Algunas narraciones destacadas en 2018

Cada fin de año suele hacerse un recuento de aquellas narraciones estimadas como sobresalientes.

Desde mi perspectiva, las que conmovieron por su temática y la manera en que fueron escritas son, en la categoría de relatos extranjeros, la colección de narraciones de la escritora inglesa Joanna Walsh titulada Vértigo (Periférica. Col. Largo recorrido, Madrid, 2018, 128 p), formada por textos breves en donde el personaje principal, una mujer madura, narra diferentes historias a partir de su papel como madre, hija, esposa, amante… para mostrar el cosmos femenino con sus dolores, soledades y envidias.

Otro libro de cuentos destacado fue de Lucia Berlin: Manual para mujeres de limpieza (Alfaguara. Madrid, 2018, 432 p); esta selección apareció publicada hace unos meses en los Estados Unidos, donde alcanzó altas ventas y fue traducida a varios idiomas. El libro consta de 43 historias que retratan la vida de la autora, a partir de la cual hace una crítica de la banalidad de la vida americana que lleva al alcoholismo, la estupidez, el sinsentido y la violencia que inician con hechos anodinos. 

Del escritor francés Éric Vuillard se tradujo la novela El orden del día (Tusquets. Col Andanzas. Barcelona, 2018, 144 p). El relato inicia en 1932 cuando un grupo de industriales se reúnen con Hitler y Goering y éstos les exigen que financien la campaña electoral del Partido Nacionalsocialista a cambio de mantener sus canonjías y evitar que triunfen los comunistas. Así, los propietarios de Opel, Bayer, Agfa, Siemens, Allianz o Telefunken apoyan no sólo con recursos sino con políticas de inversión y represión a los trabajadores rebeldes a la sumisión nazi.

Rachel Cusk, escritora canadiense, dio a conocer Prestigio (Libros del Asteroide. Barcelona, 2018, 200 p), tercera entrega de una trilogía integrada por A contraluz (2014) y Tránsito (2016). La narradora de todas las historias es Faye y lo que hace es reproducir las conversaciones que tiene con las personas que se encuentra. En la novela que comento lo hace con gentes que asisten a un encuentro literario. Así muestra los oscuros andamiajes del mundo literario.

Con respecto a los relatos nacionales, la novela de Brenda Navarro Casas vacías (Kaja negra. México, 2018, 162 p) trata sobre el dolor que causa a una mujer la pérdida de un hijo, para de ahí tratar la maternidad como un asunto esencial de la condición femenina. La novela puede descargarse gratuitamente de la plataforma de la editorial, que de esta manera crea espacios de publicación y difusión libres para todo tipo de creaciones.  

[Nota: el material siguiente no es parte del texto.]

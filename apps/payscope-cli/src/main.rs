//! Operator CLI (spec.md §4.15/§9): dataset validation, DLQ triage, and a
//! dependency health probe, for running by hand or from a runbook rather
//! than through the HTTP surface `apps/api-gateway` exposes to tenants.

mod state;

use std::process::ExitCode;

use clap::{Parser, Subcommand};
use payscope_core::config::PayScopeConfig;
use uuid::Uuid;

use state::CliState;

#[derive(Parser)]
#[command(name = "payscope-cli", about = "PayScope operator CLI")]
struct Cli {
    #[command(subcommand)]
    command: Command,
}

#[derive(Subcommand)]
enum Command {
    /// Cross-store row/node/record counts for a bank (spec.md §4.15).
    ValidateDatasets {
        #[arg(long)]
        bank_id: Uuid,
    },
    /// Inspect or reprocess jobs parked in the DLQ (spec.md §9).
    #[command(subcommand)]
    Dlq(DlqCommand),
    /// Probe every configured dependency and report per-dependency status.
    Health,
}

#[derive(Subcommand)]
enum DlqCommand {
    /// List the most recent DLQ entries, newest first.
    List {
        #[arg(long, default_value_t = 20)]
        limit: i64,
    },
    /// Return a DLQ'd job to PENDING with a reset attempt count.
    Requeue {
        #[arg(long)]
        job_id: Uuid,
    },
}

#[tokio::main]
async fn main() -> ExitCode {
    dotenvy::dotenv().ok();

    let cli = Cli::parse();

    let config = match PayScopeConfig::from_env() {
        Ok(c) => c,
        Err(e) => {
            eprintln!("configuration error: {e}");
            return ExitCode::from(2);
        }
    };

    payscope_telemetry::init_tracing("payscope-cli", false);

    let state = match CliState::build(&config).await {
        Ok(s) => s,
        Err(e) => {
            eprintln!("failed to reach dependencies: {e}");
            return ExitCode::from(3);
        }
    };

    match cli.command {
        Command::ValidateDatasets { bank_id } => run_validate_datasets(&state, bank_id).await,
        Command::Dlq(DlqCommand::List { limit }) => run_dlq_list(&state, limit).await,
        Command::Dlq(DlqCommand::Requeue { job_id }) => run_dlq_requeue(&state, job_id).await,
        Command::Health => run_health(&state).await,
    }
}

async fn run_validate_datasets(state: &CliState, bank_id: Uuid) -> ExitCode {
    match payscope_stores::validate::count_rows(&state.facts, &state.timeseries, &state.graph, &state.vector, bank_id).await {
        Ok(counts) => {
            println!("{}", serde_json::to_string_pretty(&counts).unwrap_or_else(|_| "{}".to_string()));
            ExitCode::SUCCESS
        }
        Err(e) => {
            eprintln!("dataset validation failed: {e}");
            ExitCode::from(4)
        }
    }
}

async fn run_dlq_list(state: &CliState, limit: i64) -> ExitCode {
    match payscope_jobs::list_dlq(&state.db_pool, limit).await {
        Ok(entries) => {
            if entries.is_empty() {
                println!("DLQ is empty");
            }
            for entry in entries {
                println!(
                    "{}  job={}  class={}  detail={}  ref={}",
                    entry.created_at.to_rfc3339(),
                    entry.job_id,
                    entry.error_class,
                    entry.error_detail,
                    entry.payload_ref
                );
            }
            ExitCode::SUCCESS
        }
        Err(e) => {
            eprintln!("failed to list DLQ: {e}");
            ExitCode::from(3)
        }
    }
}

async fn run_dlq_requeue(state: &CliState, job_id: Uuid) -> ExitCode {
    match payscope_jobs::requeue_from_dlq(&state.db_pool, job_id).await {
        Ok(()) => {
            println!("job {job_id} requeued");
            ExitCode::SUCCESS
        }
        Err(e) => {
            eprintln!("requeue failed: {e}");
            ExitCode::from(4)
        }
    }
}

fn status_of<T>(result: Result<T, payscope_core::error::PayScopeError>) -> &'static str {
    match result {
        Ok(_) => "ok",
        Err(_) => "error",
    }
}

async fn run_health(state: &CliState) -> ExitCode {
    let probe_bank_id = Uuid::nil();

    let facts = state.facts.transaction_count(probe_bank_id).await;
    let ts = state.timeseries.row_count(probe_bank_id).await;
    let graph = state.graph.node_count(probe_bank_id).await;
    let vector = state.vector.record_count(probe_bank_id).await;
    let object = state.objects.put("_health/probe", Vec::new()).await;
    let queue = payscope_jobs::pending_job_count(&state.db_pool).await;

    let statuses = [
        ("facts", status_of(facts)),
        ("timeseries", status_of(ts)),
        ("graph", status_of(graph)),
        ("vector", status_of(vector)),
        ("object_store", status_of(object)),
        ("job_queue", status_of(queue)),
    ];

    let mut all_ok = true;
    for (name, status) in statuses {
        println!("{name}: {status}");
        all_ok &= status == "ok";
    }

    if all_ok {
        ExitCode::SUCCESS
    } else {
        ExitCode::from(3)
    }
}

También la novela de Álvaro Enrigue Ahora me rindo y eso es todo (Anagrama. Col. Narrativas hispánicas, No. 613, Barcelona, 2018, 424 p), una historia sobre el exterminio de los apaches y en el que intervienen gringos y mexicanos para imponer el proyecto modernizador capitalista.

Asimismo de Valeria Luiselli Los niños perdidos (Sexto Piso. Col. Ensayo. México, 2016, 112 p), ensayo escrito a partir de 40 preguntas que deben contestar los niños migrantes para su aceptación en los Estados Unidos. En la transcripción de las respuestas y en sus consideraciones, Luiselli lo hace de manera literaria produciendo un ensayo novelado de alta calidad. Algo similar hace Juan Pablo Villalobos en su libro Yo tuve un sueño (Anagrama. Col. Crónicas, No.118. Barcelona, 2018, 152 p), en donde recoge los testimonios de los pequeños migrantes centroamericanos y los presenta de manera literaria, convirtiéndolos en relatos testimoniales.

En este breve recuento, destaca la alta calidad de la literatura producida por mujeres.